Cambridge University Nanjing Centre of Technology and Innovation, Nanjing, P. R. China.
Nat Metab. 2022 Apr;4(4):476-494. doi: 10.1038/s42255-022-00561-5. Epub 2022 Apr 25.
Resulting from impaired collagen turnover, fibrosis is a hallmark of adipose tissue (AT) dysfunction and obesity-associated insulin resistance (IR). Prolidase, also known as peptidase D (PEPD), plays a vital role in collagen turnover by degrading proline-containing dipeptides but its specific functional relevance in AT is unknown. Here we show that in human and mouse obesity, PEPD expression and activity decrease in AT, and PEPD is released into the systemic circulation, which promotes fibrosis and AT IR. Loss of the enzymatic function of PEPD by genetic ablation or pharmacological inhibition causes AT fibrosis in mice. In addition to its intracellular enzymatic role, secreted extracellular PEPD protein enhances macrophage and adipocyte fibro-inflammatory responses via EGFR signalling, thereby promoting AT fibrosis and IR. We further show that decreased prolidase activity is coupled with increased systemic levels of PEPD that act as a pathogenic trigger of AT fibrosis and IR. Thus, PEPD produced by macrophages might serve as a biomarker of AT fibro-inflammation and could represent a therapeutic target for AT fibrosis and obesity-associated IR and type 2 diabetes.

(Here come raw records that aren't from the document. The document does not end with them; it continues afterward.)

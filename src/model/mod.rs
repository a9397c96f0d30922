//! In-memory schema model: columns, tables, and the run-wide registry.

pub mod column;
pub mod registry;
pub mod table;

pub use column::{
    ClusterTag, Column, ColumnOrigin, ColumnSize, ColumnType, ForeignKey, IndexKind,
    LobCompression, LobOptions, SequencePolicy, SizeUnits,
};
pub use registry::TableRegistry;
pub use table::{account_name, CompoundIndex, Table, TableKey};
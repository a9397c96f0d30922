//! History triggers and the history-writer procedure.
//!
//! Triggers either insert straight into `H_<table>` or, in package mode,
//! call `P_H_<table>_WRITE` from the schema's `<ACCOUNT>_HISTORY` package.

use super::format::{file_prefix, spacing, SoftWrap, TAB};
use super::package::{PackageKind, Procedure};
use crate::artifact::{Artifact, Category};
use crate::config::GeneratorConfig;
use crate::model::{Column, Table};

/// DML event captured by a history trigger
#[derive(Debug, Clone, Copy, PartialEq, Eq)]
pub enum ChangeKind {
    Insert,
    Update,
    Delete,
}

impl ChangeKind {
    pub const ALL: [ChangeKind; 3] = [ChangeKind::Insert, ChangeKind::Update, ChangeKind::Delete];

    pub fn keyword(&self) -> &'static str {
        match self {
            ChangeKind::Insert => "INSERT",
            ChangeKind::Update => "UPDATE",
            ChangeKind::Delete => "DELETE",
        }
    }

    fn short(&self) -> &'static str {
        &self.keyword()[..3]
    }

    /// Row image saved for this event
    fn row_ref(&self) -> &'static str {
        match self {
            ChangeKind::Insert | ChangeKind::Update => "NEW",
            ChangeKind::Delete => "OLD",
        }
    }
}

pub fn history_trigger_name(table: &str, kind: ChangeKind) -> String {
    format!("{}_H_{}_TRG", table, kind.short())
}

pub fn history_procedure_name(table: &str) -> String {
    format!("P_H_{}_WRITE", table)
}

fn param_name(column: &str) -> String {
    format!("p_{}_in", column.to_lowercase())
}

fn base_type(column: &Column) -> &str {
    let full = column.data_type.as_str();
    full.split('(').next().unwrap_or(full)
}

/// History-writer procedure for `table`.
///
/// Returns the schema-qualified call name together with the header and body
/// destined for the schema's history package.
pub fn history_procedure(
    table: &Table,
    columns: &[&Column],
    config: &GeneratorConfig,
) -> (String, Procedure) {
    let name = history_procedure_name(&table.name);
    let package = PackageKind::History.package_name(&table.schema);
    let min = config.formatting.table_min_spacing;
    let mut wrap = SoftWrap::new(config.formatting.split_on);

    let mut params = format!(
        "{t}{t}p_change_in{sp}IN{t}{t}VARCHAR2\n",
        t = TAB,
        sp = spacing("p_change_in", min)
    );
    let mut insert_columns = format!("{t}{t}CHANGE", t = TAB);
    let mut values = format!("{t}{t}p_change_in", t = TAB);
    for col in columns {
        let param = param_name(&col.name);
        params.push_str(&format!(
            "{t}{t}, {param}{sp}IN{t}{t}{ty}\n",
            t = TAB,
            param = param,
            sp = spacing(&param, min),
            ty = base_type(col)
        ));
        let newline = if wrap.should_break(values.len()) {
            format!("\n{t}{t}", t = TAB)
        } else {
            String::new()
        };
        insert_columns.push_str(&format!("{}, {}", newline, col.name));
        values.push_str(&format!("{}, {}", newline, param));
    }

    let mut on_error = format!(
        "{t}{t}{t}message_out := 'Error inserting into history table {schema}.H_{table} - Error: ' || sqlerrm;\n",
        t = TAB,
        schema = table.schema,
        table = table.name
    );
    if config.history.use_logging {
        on_error.push_str(&format!(
            "{t}{t}{t}{logger}(message_out, '{package}.{name}');\n",
            t = TAB,
            logger = config.logging.plsql_logger,
            package = package,
            name = name
        ));
    }

    let header = format!(
        "{t}PROCEDURE {name}\n{t}(\n{params}{t});",
        t = TAB,
        name = name,
        params = params
    );
    let body = format!(
        "{t}PROCEDURE {name}\n\
         {t}(\n\
         {params}\
         {t}) IS\n\
         {t}{t}message_out VARCHAR2(4000);\n\
         {t}BEGIN\n\
         {t}INSERT INTO {schema}.H_{table} (\n\
         {columns}\n\
         {t}) VALUES (\n\
         {values}\n\
         {t});\n\
         {t}EXCEPTION\n\
         {t}{t}WHEN OTHERS THEN\n\
         {on_error}\
         {t}{t}{t}raise_application_error (-20000, message_out);\n\
         {t}END {name};\n",
        t = TAB,
        name = name,
        params = params,
        schema = table.schema,
        table = table.name,
        columns = insert_columns,
        values = values,
        on_error = on_error,
    );

    let call = format!("{}.{}.{}", table.schema, package, name);
    (call, Procedure { header, body })
}

/// INSERT, UPDATE and DELETE history triggers for `table`.
///
/// With `procedure` set, triggers call it with named arguments; otherwise
/// they insert directly into the history table.
pub fn history_triggers(
    table: &Table,
    columns: &[&Column],
    procedure: Option<&str>,
    config: &GeneratorConfig,
) -> Vec<Artifact> {
    ChangeKind::ALL
        .iter()
        .map(|kind| {
            let body = match procedure {
                Some(call) => procedure_call(call, columns, *kind, config.formatting.table_min_spacing),
                None => direct_insert(table, columns, *kind, config.formatting.split_on),
            };
            let name = history_trigger_name(&table.name, *kind);
            log::info!("Writing {} to file", name);
            let content = format!(
                "prompt --Adding {name} Trigger for automated history\n\n\
                 CREATE OR REPLACE EDITIONABLE TRIGGER {schema}.{name}\n\
                 BEFORE {event}\n\
                 ON {schema}.{table}\n\
                 REFERENCING NEW AS NEW OLD AS OLD\n\
                 FOR EACH ROW\n\
                 BEGIN\n\
                 {body}\
                 END {name};\n\
                 /\n\
                 show errors trigger {schema}.{name}\n",
                name = name,
                schema = table.schema,
                event = kind.keyword(),
                table = table.name,
                body = body,
            );
            Artifact::new(
                Category::Triggers,
                format!("{}_{}.sql", file_prefix(table.table_number), name),
                content,
            )
        })
        .collect()
}

fn procedure_call(call: &str, columns: &[&Column], kind: ChangeKind, min: usize) -> String {
    let mut args = format!(
        "{t}{t}p_change_in =>{sp}'{event}'\n",
        t = TAB,
        sp = spacing("p_change_in", min),
        event = kind.keyword()
    );
    for col in columns {
        let param = param_name(&col.name);
        args.push_str(&format!(
            "{t}{t}, {param} =>{sp}:{image}.{field}\n",
            t = TAB,
            param = param,
            sp = spacing(&param, min),
            image = kind.row_ref(),
            field = col.name
        ));
    }
    format!("{t}{call}\n{t}(\n{args}{t});\n", t = TAB, call = call, args = args)
}

fn direct_insert(table: &Table, columns: &[&Column], kind: ChangeKind, split_on: usize) -> String {
    let mut wrap = SoftWrap::new(split_on);
    let mut insert_columns = format!("{}CHANGE", TAB);
    let mut values = format!("{}'{}'", TAB, kind.keyword());
    for col in columns {
        let newline = if wrap.should_break(values.len()) {
            format!("\n{}", TAB)
        } else {
            String::new()
        };
        insert_columns.push_str(&format!("{}, {}", newline, col.name));
        values.push_str(&format!("{}, :{}.{}", newline, kind.row_ref(), col.name));
    }
    log::debug!("{}", insert_columns);
    log::debug!("{}", values);
    format!(
        "INSERT INTO {schema}.H_{table}\n(\n{columns}\n)\nVALUES\n(\n{values}\n);\n",
        schema = table.schema,
        table = table.name,
        columns = insert_columns,
        values = values
    )
}
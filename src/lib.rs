//! # schemagen
//!
//! Compiles a tabular schema outline into ordered Oracle DDL scripts: tables,
//! indexes, constraints, sequences, triggers, history and loader packages,
//! plus the master build script and a clean script recovered from the
//! generated files themselves.

pub mod artifact;
pub mod build_script;
pub mod clean;
pub mod config;
pub mod error;
pub mod generator;
pub mod ingest;
pub mod model;
pub mod pool;
pub mod run;
pub mod sink;

pub use artifact::{Artifact, Category};
pub use config::GeneratorConfig;
pub use error::{Result, SchemaError};
pub use generator::{render_table, RenderSession, TableOutput};
pub use model::{Column, Table, TableKey, TableRegistry};
pub use run::{Generator, RunSummary};
pub use sink::{ArtifactSink, DirectorySink, MemorySink};
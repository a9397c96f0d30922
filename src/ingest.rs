//! Schema and grant outline ingestion.
//!
//! Both outlines are plain CSV files whose columns are addressed by position.
//! The first row is a header; blank separator rows and repeated header rows
//! (first cell empty or `Schema`) are skipped. A row that is shorter than the
//! fixed layout aborts the batch with [`SchemaError::RowShape`].

use crate::error::{Result, SchemaError};
use csv::{ReaderBuilder, StringRecord};
use std::fs;
use std::io::Read;
use std::path::Path;

/// Header row for the schema outline, in file order
pub const SCHEMA_HEADERS: [&str; 28] = [
    "Schema",
    "Table",
    "Field",
    "Type",
    "Size",
    "Units",
    "Not Null",
    "Primary Key",
    "Default",
    "Index",
    "Sequence Start",
    "Pop by Trigger",
    "Invisible",
    "Virtual",
    "Virtual Expression",
    "Check Constraint",
    "LOB Deduplication",
    "LOB Compression (LOW, MEDIUM, HIGH)",
    "LOB Caching",
    "LOB Logging",
    "FK to Table",
    "FK to Field",
    "Gen Audit Columns",
    "Gen History Table (Automated)",
    "Gen Loader",
    "Loader Parent",
    "Table Comment",
    "Column Comment",
];

/// Header row for the grants outline, in file order
pub const GRANT_HEADERS: [&str; 6] = ["Schema", "Table", "User", "Insert", "Update", "Delete"];

/// One schema outline row: a single column of a single table.
///
/// Fields hold the raw cell text; interpretation happens in
/// [`Column::from_row`](crate::model::Column::from_row) and
/// [`Table::from_row`](crate::model::Table::from_row).
#[derive(Debug, Clone, Default, PartialEq, Eq)]
pub struct SchemaRow {
    pub schema: String,
    pub table: String,
    pub field: String,
    pub data_type: String,
    pub size: String,
    pub units: String,
    pub not_null: String,
    pub primary_key: String,
    pub default: String,
    pub index: String,
    pub sequence_start: String,
    pub pop_by_trigger: String,
    pub invisible: String,
    pub is_virtual: String,
    pub virtual_expr: String,
    pub check_constraint: String,
    pub lob_deduplication: String,
    pub lob_compression: String,
    pub lob_caching: String,
    pub lob_logging: String,
    pub fk_to_table: String,
    pub fk_to_field: String,
    pub gen_audit_columns: String,
    pub gen_history_tables: String,
    pub gen_loader: String,
    pub loader_parent: String,
    pub table_comment: String,
    pub column_comment: String,
}

impl SchemaRow {
    /// Build a row from positional cells. `line` is only used for error reporting.
    pub fn from_fields<S: AsRef<str>>(fields: &[S], line: usize) -> Result<Self> {
        if fields.len() < SCHEMA_HEADERS.len() {
            return Err(SchemaError::RowShape {
                line,
                expected: SCHEMA_HEADERS.len(),
                found: fields.len(),
            });
        }
        let cell = |i: usize| fields[i].as_ref().to_string();
        Ok(Self {
            schema: cell(0),
            table: cell(1),
            field: cell(2),
            data_type: cell(3),
            size: cell(4),
            units: cell(5),
            not_null: cell(6),
            primary_key: cell(7),
            default: cell(8),
            index: cell(9),
            sequence_start: cell(10),
            pop_by_trigger: cell(11),
            invisible: cell(12),
            is_virtual: cell(13),
            virtual_expr: cell(14),
            check_constraint: cell(15),
            lob_deduplication: cell(16),
            lob_compression: cell(17),
            lob_caching: cell(18),
            lob_logging: cell(19),
            fk_to_table: cell(20),
            fk_to_field: cell(21),
            gen_audit_columns: cell(22),
            gen_history_tables: cell(23),
            gen_loader: cell(24),
            loader_parent: cell(25),
            table_comment: cell(26),
            column_comment: cell(27),
        })
    }

    /// Convenience constructor for synthesized rows and tests.
    pub fn new(schema: &str, table: &str, field: &str, data_type: &str) -> Self {
        Self {
            schema: schema.to_string(),
            table: table.to_string(),
            field: field.to_string(),
            data_type: data_type.to_string(),
            ..Default::default()
        }
    }
}

/// Privileges requested for one user on one table
#[derive(Debug, Clone, Copy, Default, PartialEq, Eq)]
pub struct GrantLevel {
    pub insert: bool,
    pub update: bool,
    pub delete: bool,
}

impl GrantLevel {
    /// SELECT is always granted; the flags add to it.
    pub fn privileges(&self) -> String {
        let mut out = String::from("SELECT");
        if self.insert {
            out.push_str(", INSERT");
        }
        if self.update {
            out.push_str(", UPDATE");
        }
        if self.delete {
            out.push_str(", DELETE");
        }
        out
    }
}

/// One grants outline row
#[derive(Debug, Clone, PartialEq, Eq)]
pub struct GrantRow {
    pub schema: String,
    pub table: String,
    pub user: String,
    pub level: GrantLevel,
}

impl GrantRow {
    pub fn from_fields<S: AsRef<str>>(fields: &[S], line: usize) -> Result<Self> {
        if fields.len() < GRANT_HEADERS.len() {
            return Err(SchemaError::RowShape {
                line,
                expected: GRANT_HEADERS.len(),
                found: fields.len(),
            });
        }
        let marked = |i: usize| fields[i].as_ref().trim().eq_ignore_ascii_case("X");
        Ok(Self {
            schema: fields[0].as_ref().to_string(),
            table: fields[1].as_ref().to_string(),
            user: fields[2].as_ref().to_string(),
            level: GrantLevel {
                insert: marked(3),
                update: marked(4),
                delete: marked(5),
            },
        })
    }
}

/// `Y` (any case, surrounding blanks ignored) is the only truthy flag value.
pub fn flag(value: &str) -> bool {
    value.trim().eq_ignore_ascii_case("Y")
}

/// Read schema rows from any reader.
pub fn read_schema_rows<R: Read>(reader: R) -> Result<Vec<SchemaRow>> {
    collect_rows(reader, |f: &[&str], l| SchemaRow::from_fields(f, l))
}

/// Read grant rows from any reader.
pub fn read_grant_rows<R: Read>(reader: R) -> Result<Vec<GrantRow>> {
    collect_rows(reader, |f: &[&str], l| GrantRow::from_fields(f, l))
}

/// Read the schema outline, writing a header-only template when the file is missing.
pub fn load_schema_file(path: &Path) -> Result<Vec<SchemaRow>> {
    if ensure_template(path, &SCHEMA_HEADERS)? {
        return Ok(Vec::new());
    }
    log::info!("Reading schema outline {}", path.display());
    read_schema_rows(fs::File::open(path)?)
}

/// Read the grants outline, writing a header-only template when the file is missing.
pub fn load_grants_file(path: &Path) -> Result<Vec<GrantRow>> {
    if ensure_template(path, &GRANT_HEADERS)? {
        return Ok(Vec::new());
    }
    log::info!("Reading grants outline {}", path.display());
    read_grant_rows(fs::File::open(path)?)
}

/// Returns `true` when the file was missing and a template was written instead.
fn ensure_template(path: &Path, headers: &[&str]) -> Result<bool> {
    if path.exists() {
        return Ok(false);
    }
    log::warn!(
        "{} not found; writing an empty template with headers",
        path.display()
    );
    if let Some(parent) = path.parent() {
        if !parent.as_os_str().is_empty() {
            fs::create_dir_all(parent)?;
        }
    }
    let mut writer = csv::Writer::from_path(path)?;
    writer.write_record(headers)?;
    writer.flush()?;
    Ok(true)
}

fn collect_rows<R, T, F>(reader: R, convert: F) -> Result<Vec<T>>
where
    R: Read,
    F: Fn(&[&str], usize) -> Result<T>,
{
    let mut csv_reader = ReaderBuilder::new()
        .has_headers(false)
        .flexible(true)
        .from_reader(reader);

    let mut rows = Vec::new();
    let mut record = StringRecord::new();
    let mut line = 0usize;
    while csv_reader.read_record(&mut record)? {
        line += 1;
        // header row
        if line == 1 {
            continue;
        }
        let first = record.get(0).unwrap_or("");
        if first.is_empty() || first == "Schema" {
            continue;
        }
        let fields: Vec<&str> = record.iter().collect();
        rows.push(convert(&fields, line)?);
    }
    log::debug!("Loaded {} outline row(s)", rows.len());
    Ok(rows)
}

#[cfg(test)]
mod tests {
    use super::*;
    use tempfile::TempDir;

    fn schema_line(cells: &[(usize, &str)]) -> String {
        let mut row = vec![""; SCHEMA_HEADERS.len()];
        for (i, v) in cells {
            row[*i] = v;
        }
        row.join(",")
    }

    #[test]
    fn test_reads_rows_and_skips_headers_and_blanks() {
        let text = format!(
            "{}\n{}\n{}\n{}\n",
            SCHEMA_HEADERS.join(","),
            schema_line(&[(0, "APP_OWNER"), (1, "ORDERS"), (2, "ID"), (3, "NUMBER")]),
            schema_line(&[]),
            schema_line(&[(0, "APP_OWNER"), (1, "ORDERS"), (2, "NAME"), (3, "VARCHAR2")]),
        );
        let rows = read_schema_rows(text.as_bytes()).unwrap();
        assert_eq!(rows.len(), 2);
        assert_eq!(rows[0].field, "ID");
        assert_eq!(rows[1].data_type, "VARCHAR2");
    }

    #[test]
    fn test_short_row_is_a_shape_error() {
        let text = format!("{}\nAPP_OWNER,ORDERS,ID,NUMBER\n", SCHEMA_HEADERS.join(","));
        let err = read_schema_rows(text.as_bytes()).unwrap_err();
        match err {
            SchemaError::RowShape {
                line,
                expected,
                found,
            } => {
                assert_eq!(line, 2);
                assert_eq!(expected, 28);
                assert_eq!(found, 4);
            }
            other => panic!("unexpected error: {other}"),
        }
    }

    #[test]
    fn test_grant_rows_mark_privileges() {
        let text = "Schema,Table,User,Insert,Update,Delete\nAPP_OWNER,ORDERS,APP,x,,X\n";
        let rows = read_grant_rows(text.as_bytes()).unwrap();
        assert_eq!(rows.len(), 1);
        assert_eq!(rows[0].level.privileges(), "SELECT, INSERT, DELETE");
    }

    #[test]
    fn test_missing_file_writes_template() {
        let dir = TempDir::new().unwrap();
        let path = dir.path().join("Grants.csv");
        let rows = load_grants_file(&path).unwrap();
        assert!(rows.is_empty());
        let written = fs::read_to_string(&path).unwrap();
        assert_eq!(written.trim_end(), GRANT_HEADERS.join(","));
    }

    #[test]
    fn test_flag_is_case_insensitive() {
        assert!(flag("y"));
        assert!(flag(" Y "));
        assert!(!flag("N"));
        assert!(!flag(""));
        assert!(!flag("yes"));
    }
}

由于胶原蛋白代谢受损,纤维化是脂肪组织(AT)功能障碍和肥胖相关胰岛素抵抗(IR)的标志。脯肽酶,也称为肽酶 D(PEPD),通过降解脯氨酸二肽在胶原蛋白代谢中发挥重要作用,但它在 AT 中的具体功能相关性尚不清楚。在这里,我们表明在人和小鼠肥胖中,PEPD 在 AT 中的表达和活性降低,并且 PEPD 被释放到全身循环中,这促进了纤维化和 AT IR。通过基因敲除或药物抑制消除 PEPD 的酶功能会导致小鼠 AT 纤维化。除了其细胞内酶作用外,分泌的细胞外 PEPD 蛋白通过 EGFR 信号增强巨噬细胞和脂肪细胞的纤维炎症反应,从而促进 AT 纤维化和 IR。我们进一步表明,活性降低的脯肽酶活性与系统中升高的 PEPD 水平相关,PEPD 水平升高可作为 AT 纤维化和 IR 的致病触发因素。因此,巨噬细胞产生的 PEPD 可能作为 AT 纤维炎症的生物标志物,并可能成为 AT 纤维化和肥胖相关 IR 和 2 型糖尿病的治疗靶点。